Hovdan was appointed secretary for Reisetrafikkforeningen for Oslo og Omegn in 1931, and was manager of the organization from 1932 to 1976.

==World War II==
Hovdan was a member of the Norwegian resistance movement during the German occupation of Norway. She was arrested by the Nazi authorities in June 1941 for propaganda against Germany, incarcerated at Møllergata 19 and Grini concentration camp, and released in October 1941. She was involved with the activist network "2A", supported people hiding from the Nazis and helped them to escape to Sweden. She had to flee to Sweden in April 1942, where she worked at the Norwegian legation in Stockholm, in the "Sports Office" (Idrettskontoret), headed by Harald Gram, which organized underground courier traffic between Sweden and Norway.

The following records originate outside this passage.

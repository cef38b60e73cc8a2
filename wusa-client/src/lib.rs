//! Wusa HTTP Client
//!
//! A small, type-safe client for the parts of the GitHub API that wusa needs:
//! - Runner registration and removal tokens
//! - Listing the self-hosted runners of a repository
//! - The OAuth device flow used by `wusa auth`
//! - The local store for the resulting access token
//!
//! # Example
//!
//! ```no_run
//! use wusa_client::{GitHubClient, TokenStore};
//!
//! #[tokio::main]
//! async fn main() -> wusa_client::Result<()> {
//!     let store = TokenStore::new("/home/me/.config/wusa");
//!     let client = GitHubClient::new("https://api.github.com", store.load()?);
//!
//!     for runner in client.list_runners("octo/repo").await?.runners {
//!         println!("{} ({})", runner.name, runner.status);
//!     }
//!     Ok(())
//! }
//! ```

pub mod auth;
pub mod error;
mod runners;
pub mod token;

// Re-export commonly used types
pub use auth::DeviceFlowClient;
pub use error::{ClientError, Result};
pub use token::TokenStore;
pub use wusa_core::dto::runner::{RunnerList, RunnerToken};

use reqwest::{Client, RequestBuilder};
use serde::de::DeserializeOwned;

/// Default base URL of the GitHub REST API
pub const GITHUB_API_URL: &str = "https://api.github.com";

/// User agent sent with every request
pub const USER_AGENT: &str = "wusa";

/// HTTP client for the GitHub REST API
///
/// Every request is authenticated with the access token obtained through
/// the device flow.
#[derive(Clone)]
pub struct GitHubClient {
    /// Base URL of the API (e.g., "https://api.github.com")
    base_url: String,
    /// OAuth access token
    token: String,
    /// HTTP client instance
    client: Client,
}

impl std::fmt::Debug for GitHubClient {
    fn fmt(&self, f: &mut std::fmt::Formatter<'_>) -> std::fmt::Result {
        f.debug_struct("GitHubClient")
            .field("base_url", &self.base_url)
            .finish_non_exhaustive()
    }
}

impl GitHubClient {
    /// Create a new GitHub client
    ///
    /// # Arguments
    /// * `base_url` - The base URL of the API (e.g., "https://api.github.com")
    /// * `token` - OAuth access token
    pub fn new(base_url: impl Into<String>, token: impl Into<String>) -> Self {
        Self::with_client(base_url, token, Client::new())
    }

    /// Create a new GitHub client with a custom HTTP client
    ///
    /// This allows you to configure timeouts, proxies, TLS settings, etc.
    pub fn with_client(
        base_url: impl Into<String>,
        token: impl Into<String>,
        client: Client,
    ) -> Self {
        let base_url = base_url.into();
        Self {
            base_url: base_url.trim_end_matches('/').to_string(),
            token: token.into(),
            client,
        }
    }

    /// Adds the headers GitHub expects on every API call
    fn authorized(&self, request: RequestBuilder) -> RequestBuilder {
        request
            .header(reqwest::header::ACCEPT, "application/vnd.github+json")
            .header(reqwest::header::USER_AGENT, USER_AGENT)
            .header("X-GitHub-Api-Version", "2022-11-28")
            .bearer_auth(&self.token)
    }

    // =============================================================================
    // Response Handlers
    // =============================================================================

    /// Handle an API response and deserialize JSON
    ///
    /// Any non-success status is reported as [`ClientError::BadRequest`].
    async fn handle_response<T: DeserializeOwned>(&self, response: reqwest::Response) -> Result<T> {
        let status = response.status();

        if !status.is_success() {
            let error_text = response
                .text()
                .await
                .unwrap_or_else(|_| "Unknown error".to_string());
            return Err(ClientError::bad_request(status.as_u16(), error_text));
        }

        response
            .json()
            .await
            .map_err(|e| ClientError::ParseError(format!("Failed to parse JSON response: {}", e)))
    }
}

#[cfg(test)]
mod tests {
    use super::*;

    #[test]
    fn test_client_creation() {
        let client = GitHubClient::new("https://api.github.com", "token");
        assert_eq!(client.base_url, "https://api.github.com");
    }

    #[test]
    fn test_client_trims_trailing_slash() {
        let client = GitHubClient::new("https://api.github.com/", "token");
        assert_eq!(client.base_url, "https://api.github.com");
    }

    #[test]
    fn test_client_with_custom_client() {
        let http_client = Client::new();
        let client = GitHubClient::with_client("http://localhost:8080", "token", http_client);
        assert_eq!(client.base_url, "http://localhost:8080");
    }

    #[test]
    fn test_debug_hides_token() {
        let client = GitHubClient::new(GITHUB_API_URL, "gho_secret");
        assert!(!format!("{:?}", client).contains("gho_secret"));
    }
}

While in Sweden, she was among the founders of the theatre group Fri Norsk Scene, which consisted of Norwegian actors residing in Sweden as refugees.

==Post war==
In 1947 she initiated the tradition of donating a Christmas tree to London, a present from the city of Oslo, in recognition of assistance from the people of London during World War II. In the following years she was always present at the ceremony when the tree was cut down, along with the mayor of Oslo. She continued her work as "Tourist Manager" for Oslo until 1976, and has been characterized as brave, dynamic and controversial, being called names such as "The Shrew" (Rivjernet) and "The Bulldozer".

Hovdan was awarded the Medal of St. Hallvard in 1967.